OBJECTIVES: To evaluate the influence of hypotonic solutions on ureteral relaxation mediated by the release of calcitonin gene-related peptide from intramural sensory nerve endings. METHODS: Urine osmolarity of Sprague-Dawley rats drinking water low in salt content (Fiuggi water) or a reference water for 7 days was measured. Release of calcitonin gene-related peptide-like immunoreactivity from slices of rat ureter and urinary bladder by hypotonic solutions was assessed by an immunometric assay. The mechanism through which hypotonic solutions inhibit neurokinin A-induced phasic contractions of isolated rat ureters was evaluated by organ bath studies.

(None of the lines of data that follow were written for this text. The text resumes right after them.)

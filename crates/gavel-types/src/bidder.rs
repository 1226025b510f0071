//! Bidder (team) state: purse, roster and eligibility.
//!
//! Bidders are created when they join a room and are only ever mutated by
//! the engine: purse and roster change when a lot is awarded, and
//! `eligible` is recomputed after every purchase.

use std::collections::BTreeMap;
use std::sync::Arc;

use serde::{Deserialize, Serialize};

use crate::{Amount, BidderId, GavelError, Lot, LotCategory, Result};

/// A lot won by a bidder and the price paid for it.
#[derive(Debug, Clone, PartialEq, Serialize, Deserialize)]
pub struct RosterEntry {
    pub lot: Arc<Lot>,
    pub price_paid: Amount,
}

/// A participant in a room.
#[derive(Debug, Clone, PartialEq, Serialize, Deserialize)]
pub struct Bidder {
    pub id: BidderId,
    /// Team name shown to other participants.
    pub display_name: String,
    pub purse_remaining: Amount,
    pub purse_original: Amount,
    /// Won lots in purchase order.
    pub roster: Vec<RosterEntry>,
    /// `purse_remaining >= min_increment && roster.len() < squad_cap`.
    pub eligible: bool,
}

impl Bidder {
    /// A fresh bidder with a full purse and an empty roster.
    #[must_use]
    pub fn new(id: BidderId, display_name: impl Into<String>, purse: Amount) -> Self {
        Self {
            id,
            display_name: display_name.into(),
            purse_remaining: purse,
            purse_original: purse,
            roster: Vec::new(),
            eligible: true,
        }
    }

    /// Amount spent so far.
    #[must_use]
    pub fn total_spent(&self) -> Amount {
        self.purse_original - self.purse_remaining
    }

    #[must_use]
    pub fn roster_size(&self) -> usize {
        self.roster.len()
    }

    /// Recompute the derived `eligible` flag.
    pub fn recompute_eligibility(&mut self, min_increment: Amount, squad_cap: usize) {
        self.eligible = self.purse_remaining >= min_increment && self.roster.len() < squad_cap;
    }

    /// Transfer a lot to this bidder at `price`.
    ///
    /// # Errors
    /// Returns `InsufficientFunds` if the purse cannot cover `price`; the
    /// bidder is left unchanged.
    pub fn award(&mut self, lot: Arc<Lot>, price: Amount) -> Result<()> {
        if self.purse_remaining < price {
            return Err(GavelError::InsufficientFunds {
                needed: price,
                available: self.purse_remaining,
            });
        }
        self.purse_remaining -= price;
        self.roster.push(RosterEntry {
            lot,
            price_paid: price,
        });
        Ok(())
    }

    /// Reset the purse to a new starting amount, keeping what was spent.
    ///
    /// Used when the owner changes the starting purse before the auction.
    pub fn reset_purse(&mut self, new_purse: Amount) {
        let spent = self.total_spent();
        self.purse_original = new_purse.max(spent);
        self.purse_remaining = self.purse_original - spent;
    }

    /// Read-only view for team-state queries and events.
    #[must_use]
    pub fn snapshot(&self) -> TeamSnapshot {
        let mut category_counts: BTreeMap<LotCategory, usize> =
            LotCategory::ALL.iter().map(|c| (*c, 0)).collect();
        for entry in &self.roster {
            *category_counts.entry(entry.lot.category).or_insert(0) += 1;
        }
        TeamSnapshot {
            bidder_id: self.id.clone(),
            display_name: self.display_name.clone(),
            purse_remaining: self.purse_remaining,
            purse_original: self.purse_original,
            total_spent: self.total_spent(),
            roster: self.roster.clone(),
            category_counts,
            eligible: self.eligible,
        }
    }
}

/// Per-bidder roster/purse snapshot.
#[derive(Debug, Clone, PartialEq, Serialize, Deserialize)]
pub struct TeamSnapshot {
    pub bidder_id: BidderId,
    pub display_name: String,
    pub purse_remaining: Amount,
    pub purse_original: Amount,
    pub total_spent: Amount,
    pub roster: Vec<RosterEntry>,
    pub category_counts: BTreeMap<LotCategory, usize>,
    pub eligible: bool,
}
impl RoomHandle {
    pub(crate) fn new(
        code: RoomCode,
        owner: Bidder,
        settings: RoomSettings,
        catalog: Vec<Arc<Lot>>,
        config: &EngineConfig,
    ) -> Arc<Self> {
        let created = RoomEvent::RoomCreated {
            code: code.clone(),
            owner: owner.id.clone(),
            settings: settings.clone(),
        };
        let handle = Arc::new_cyclic(|weak| {
            let timer = TimerCoordinator::new(code.clone(), weak.clone(), config.timer.clone());
            Self {
                code: code.clone(),
                state: Mutex::new(Room::new(code.clone(), owner, settings, catalog, timer)),
                events: EventBroadcaster::new(code.clone(), config.event_capacity),
            }
        });
        handle.events.emit(created);
        handle
    }

    #[must_use]
    pub fn code(&self) -> &RoomCode {
        &self.code
    }

    pub fn subscribe(&self) -> broadcast::Receiver<RoomNotification> {
        self.events.subscribe()
    }

    /// Run a read-only closure against the room state.
    pub async fn read<R>(&self, f: impl FnOnce(&Room) -> R) -> R {
        let room = self.state.lock().await;
        f(&room)
    }

    pub(crate) async fn lock(&self) -> MutexGuard<'_, Room> {
        self.state.lock().await
    }

    // --- commands ---

    pub async fn join(&self, bidder: BidderId, team_name: Option<String>) -> Result<RoomSnapshot> {
        let mut room = self.lock().await;
        let name = team_name.unwrap_or_else(|| bidder.to_string());
        let added = self.rejected("join", room.add_bidder(bidder.clone(), name))?;
        if added {
            let display_name = room
                .bidder(&bidder)
                .map(|b| b.display_name.clone())
                .unwrap_or_default();
            tracing::info!(room = %self.code, bidder = %bidder, bidders = room.bidder_count(), "Bidder joined");
            self.events.emit(RoomEvent::PlayerJoined {
                bidder_id: bidder,
                display_name,
                bidders: room.team_names(),
            });
        }
        Ok(room.snapshot())
    }

    pub async fn update_settings(
        &self,
        requester: &BidderId,
        patch: &SettingsPatch,
    ) -> Result<RoomSettings> {
        let mut room = self.lock().await;
        let settings = self
            .rejected("update settings", room.apply_settings(requester, patch))?
            .clone();
        tracing::info!(room = %self.code, "Settings updated");
        self.events.emit(RoomEvent::SettingsUpdated {
            settings: settings.clone(),
        });
        Ok(settings)
    }

    pub async fn start(&self) -> Result<LotState> {
        let mut room = self.lock().await;
        self.rejected("start", sequencer::start(&mut room, &self.events))
    }

    pub async fn place_bid(&self, bidder: &BidderId, amount: Amount) -> Result<BidAck> {
        let mut room = self.lock().await;
        arbiter::place_bid(&mut room, &self.events, bidder, amount).inspect_err(|err| {
            tracing::debug!(room = %self.code, bidder = %bidder, amount, error = %err, "Bid rejected");
        })
    }

    /// Sell the lot on the block to the floor owner, if any.
    pub async fn resolve_lot(&self) -> Result<ResolvedLot> {
        let mut room = self.lock().await;
        self.rejected(
            "resolve lot",
            sequencer::resolve_current_lot(&mut room, &self.events, ResolutionCause::Sold),
        )
    }

    /// Pass on the lot on the block; always unsold.
    pub async fn skip_lot(&self) -> Result<ResolvedLot> {
        let mut room = self.lock().await;
        self.rejected(
            "skip lot",
            sequencer::resolve_current_lot(&mut room, &self.events, ResolutionCause::Skipped),
        )
    }

    /// Pass on the rest of the current category batch; always unsold.
    pub async fn skip_batch(&self) -> Result<Vec<ResolvedLot>> {
        let mut room = self.lock().await;
        self.rejected("skip batch", sequencer::skip_batch(&mut room, &self.events))
    }

    pub async fn end_early(&self) -> Result<FinalReport> {
        let mut room = self.lock().await;
        self.rejected("end early", sequencer::end_early(&mut room, &self.events))
    }

    pub async fn snapshot(&self) -> RoomSnapshot {
        self.read(Room::snapshot).await
    }

    pub async fn teams(&self) -> Vec<TeamSnapshot> {
        self.read(Room::teams).await
    }

    pub async fn statistics(&self) -> AuctionStatistics {
        self.read(Room::statistics).await
    }

    pub async fn bid_log(&self) -> Vec<BidLogEntry> {
        self.read(|room| room.bid_log.clone()).await
    }

    /// Cancel anything scheduled; used when the room leaves the registry.
    pub(crate) async fn shutdown(&self) {
        self.lock().await.timer.disarm();
    }

    // --- timer callbacks ---

    /// Emit a tick if `generation` is still live. Returns `false` when the
    /// countdown has been superseded.
    pub(crate) async fn on_tick(&self, generation: u64, seconds_remaining: u32) -> bool {
        let room = self.lock().await;
        if !room.timer.is_current(generation) {
            return false;
        }
        tracing::trace!(room = %self.code, generation, seconds_remaining, "Tick");
        self.events.emit(RoomEvent::Tick { seconds_remaining });
        true
    }

    pub(crate) async fn on_expiry(&self, generation: u64) {
        let mut room = self.lock().await;
        if room.ended_early || !room.timer.expire(generation) {
            tracing::debug!(room = %self.code, generation, "Superseded countdown exited");
            return;
        }
        tracing::debug!(room = %self.code, generation, "Countdown expired");
        if let Err(err) =
            sequencer::resolve_current_lot(&mut room, &self.events, ResolutionCause::TimerExpired)
        {
            tracing::warn!(room = %self.code, error = %err, "Expiry could not resolve lot");
        }
    }

    pub(crate) async fn on_reveal(&self, generation: u64) {
        let mut room = self.lock().await;
        if !sequencer::reveal_next(&mut room, &self.events, generation) {
            tracing::debug!(room = %self.code, generation, "Superseded reveal exited");
        }
    }

    fn rejected<T>(&self, action: &'static str, result: Result<T>) -> Result<T> {
        if let Err(err) = &result {
            tracing::warn!(room = %self.code, action, error = %err, "Command rejected");
        }
        result
    }
}
//! Resolution records, bid log entries and auction statistics.
//!
//! A [`ResolvedLot`] is fixed the moment its lot is resolved and is never
//! revised; statistics are always recomputed from the append-only log.

use std::fmt;
use std::sync::Arc;

use chrono::{DateTime, Utc};
use rust_decimal::Decimal;
use serde::{Deserialize, Serialize};

use crate::{Amount, BidderId, Lot, LotId};

/// Why a lot left the block.
#[derive(Debug, Clone, Copy, PartialEq, Eq, Hash, Serialize, Deserialize)]
#[serde(rename_all = "snake_case")]
pub enum ResolutionCause {
    /// The countdown ran out.
    TimerExpired,
    /// Explicit "sell" command.
    Sold,
    /// Explicit "skip" command; always unsold.
    Skipped,
    /// The auction was ended early; always unsold.
    EndedEarly,
    /// The rest of the lot's category run was passed over; always unsold.
    BatchSkipped,
    /// Nobody left in the room could bid; always unsold.
    NoEligibleBidders,
}

impl fmt::Display for ResolutionCause {
    fn fmt(&self, f: &mut fmt::Formatter<'_>) -> fmt::Result {
        match self {
            Self::TimerExpired => write!(f, "TIMER_EXPIRED"),
            Self::Sold => write!(f, "SOLD"),
            Self::Skipped => write!(f, "SKIPPED"),
            Self::EndedEarly => write!(f, "ENDED_EARLY"),
            Self::BatchSkipped => write!(f, "BATCH_SKIPPED"),
            Self::NoEligibleBidders => write!(f, "NO_ELIGIBLE_BIDDERS"),
        }
    }
}

/// Final outcome of one lot.
#[derive(Debug, Clone, PartialEq, Serialize, Deserialize)]
pub struct ResolvedLot {
    pub lot: Arc<Lot>,
    /// Price paid, `0` when unsold.
    pub final_price: Amount,
    pub winner: Option<BidderId>,
    /// Team name of the winner at resolution time.
    pub winner_name: Option<String>,
    pub cause: ResolutionCause,
    pub resolved_at: DateTime<Utc>,
}

impl ResolvedLot {
    #[must_use]
    pub fn sold(
        lot: Arc<Lot>,
        price: Amount,
        winner: BidderId,
        winner_name: String,
        cause: ResolutionCause,
    ) -> Self {
        Self {
            lot,
            final_price: price,
            winner: Some(winner),
            winner_name: Some(winner_name),
            cause,
            resolved_at: Utc::now(),
        }
    }

    #[must_use]
    pub fn unsold(lot: Arc<Lot>, cause: ResolutionCause) -> Self {
        Self {
            lot,
            final_price: 0,
            winner: None,
            winner_name: None,
            cause,
            resolved_at: Utc::now(),
        }
    }

    #[must_use]
    pub fn is_sold(&self) -> bool {
        self.winner.is_some()
    }
}

/// One accepted bid. Append-only.
#[derive(Debug, Clone, PartialEq, Eq, Serialize, Deserialize)]
pub struct BidLogEntry {
    pub timestamp: DateTime<Utc>,
    pub bidder_id: BidderId,
    pub lot_id: LotId,
    pub amount: Amount,
}

/// Aggregate statistics over resolved lots.
#[derive(Debug, Clone, PartialEq, Serialize, Deserialize)]
pub struct AuctionStatistics {
    /// Lots in the room's catalog.
    pub total_lots: usize,
    pub total_players_sold: usize,
    pub total_unsold: usize,
    /// Lots neither resolved nor on the block.
    pub remaining: usize,
    pub total_spent: Amount,
    /// Exact mean of sold prices, zero when nothing sold.
    pub average_price: Decimal,
    /// First lot to reach the highest sold price.
    pub most_expensive: Option<ResolvedLot>,
}

impl AuctionStatistics {
    #[must_use]
    pub fn compute(resolved: &[ResolvedLot], total_lots: usize, remaining: usize) -> Self {
        let mut sold = 0usize;
        let mut total_spent: Amount = 0;
        let mut most_expensive: Option<&ResolvedLot> = None;
        for record in resolved.iter().filter(|r| r.is_sold()) {
            sold += 1;
            total_spent += record.final_price;
            if most_expensive.is_none_or(|m| record.final_price > m.final_price) {
                most_expensive = Some(record);
            }
        }
        let average_price = if sold == 0 {
            Decimal::ZERO
        } else {
            Decimal::from(total_spent) / Decimal::from(sold as u64)
        };
        Self {
            total_lots,
            total_players_sold: sold,
            total_unsold: resolved.len() - sold,
            remaining,
            total_spent,
            average_price,
            most_expensive: most_expensive.cloned(),
        }
    }
}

RESULTS: A 7-day consumption of Fiuggi water in rats reduced urine osmolarity by ~40%. Exposure to hypotonic solutions released calcitonin gene-related peptide-like immunoreactivity from slices of rat ureter. This response was abated in a calcium-free medium, after capsaicin desensitization, and in the presence of the unselective transient receptor potential channel antagonist, ruthenium red. Exposure of isolated rat ureteral preparations to a hypotonic solution inhibited neurokinin A-evoked phasic contraction. This response was attenuated by capsaicin desensitization and in the presence of the calcitonin gene-related peptide receptor antagonist, calcitonin gene-related peptide8-37 . Transient receptor potential vanilloid 1 or transient receptor potential vanilloid 4 antagonists did not affect the neurogenic and calcitonin gene-related peptide-dependent relaxation. CONCLUSION: Present data show that hypotonic solution evokes calcitonin gene-related peptide release from capsaicin-sensitive intramural sensory nerves, thus inhibiting ureteral contractility, through a transient receptor potential-dependent mechanism. However, this mechanism does not involve transient receptor potential vanilloid 1 or transient receptor potential vanilloid 4. Future studies with appropriate in vivo models should investigate the hypothesis that hypostenuric urine diffusing into the ureteral tissue might favor ureteral relaxation through this novel mechanism.